• _Directions_
Give the number of lines in the entries below that contain "String". Write nothing besides it.

• _Information shown_
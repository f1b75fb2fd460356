use chrono::{Datelike, NaiveDate};
use rust_decimal::Decimal;
use serde::{Deserialize, Serialize};

/// One reporting period's snapshot of headline financial figures.
///
/// Every amount is presence-tagged: `None` means the figure is unknown for the
/// period, `Some(Decimal::ZERO)` is a reported zero.
#[derive(Debug, Clone, PartialEq, Default, Serialize, Deserialize)]
#[serde(rename_all = "camelCase")]
pub struct FinancialPeriod {
    /// Display label such as "Q1 2024".
    pub period: String,
    #[serde(default)]
    pub revenue: Option<Decimal>,
    #[serde(default)]
    pub net_income: Option<Decimal>,
    #[serde(default)]
    pub assets: Option<Decimal>,
    #[serde(default)]
    pub liabilities: Option<Decimal>,
    #[serde(default)]
    pub equity: Option<Decimal>,
    #[serde(default)]
    pub cash: Option<Decimal>,
    #[serde(default)]
    pub operating_cash_flow: Option<Decimal>,
}

impl FinancialPeriod {
    pub fn new(period: impl Into<String>) -> Self {
        Self {
            period: period.into(),
            ..Self::default()
        }
    }

    pub fn with_revenue(mut self, value: Decimal) -> Self {
        self.revenue = Some(value);
        self
    }

    pub fn with_net_income(mut self, value: Decimal) -> Self {
        self.net_income = Some(value);
        self
    }

    pub fn with_assets(mut self, value: Decimal) -> Self {
        self.assets = Some(value);
        self
    }

    pub fn with_liabilities(mut self, value: Decimal) -> Self {
        self.liabilities = Some(value);
        self
    }

    pub fn with_equity(mut self, value: Decimal) -> Self {
        self.equity = Some(value);
        self
    }

    pub fn with_cash(mut self, value: Decimal) -> Self {
        self.cash = Some(value);
        self
    }

    pub fn with_operating_cash_flow(mut self, value: Decimal) -> Self {
        self.operating_cash_flow = Some(value);
        self
    }

    /// True when no amount at all is known for this period.
    pub fn is_empty(&self) -> bool {
        [
            self.revenue,
            self.net_income,
            self.assets,
            self.liabilities,
            self.equity,
            self.cash,
            self.operating_cash_flow,
        ]
        .iter()
        .all(Option::is_none)
    }
}

/// Calendar quarter label for a period ending on `end`, e.g. "Q3 2024".
pub fn quarter_label(end: NaiveDate) -> String {
    let quarter = end.month0() / 3 + 1;
    format!("Q{} {}", quarter, end.year())
}

#[cfg(test)]
mod tests {
    use super::*;
    use rust_decimal_macros::dec;

    #[test]
    fn builder_sets_only_requested_fields() {
        let period = FinancialPeriod::new("Q1 2024")
            .with_assets(dec!(100))
            .with_liabilities(dec!(0));

        assert_eq!(period.assets, Some(dec!(100)));
        assert_eq!(period.liabilities, Some(dec!(0)));
        assert!(period.revenue.is_none());
        assert!(!period.is_empty());
        assert!(FinancialPeriod::new("Q2 2024").is_empty());
    }

    #[test]
    fn serializes_camel_case_and_accepts_missing_fields() {
        let period = FinancialPeriod::new("Q4 2023").with_operating_cash_flow(dec!(12.5));
        let json = serde_json::to_value(&period).unwrap();
        assert!(json.get("operatingCashFlow").is_some());
        assert!(json.get("netIncome").is_some());

        let parsed: FinancialPeriod =
            serde_json::from_str(r#"{"period":"Q1 2024","netIncome":"42"}"#).unwrap();
        assert_eq!(parsed.net_income, Some(dec!(42)));
        assert!(parsed.assets.is_none());
    }

    #[test]
    fn quarter_labels_follow_calendar_quarters() {
        let label = |y, m, d| quarter_label(NaiveDate::from_ymd_opt(y, m, d).unwrap());
        assert_eq!(label(2024, 3, 31), "Q1 2024");
        assert_eq!(label(2024, 6, 30), "Q2 2024");
        assert_eq!(label(2023, 9, 30), "Q3 2023");
        assert_eq!(label(2023, 12, 31), "Q4 2023");
    }
}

• _Task solution_
3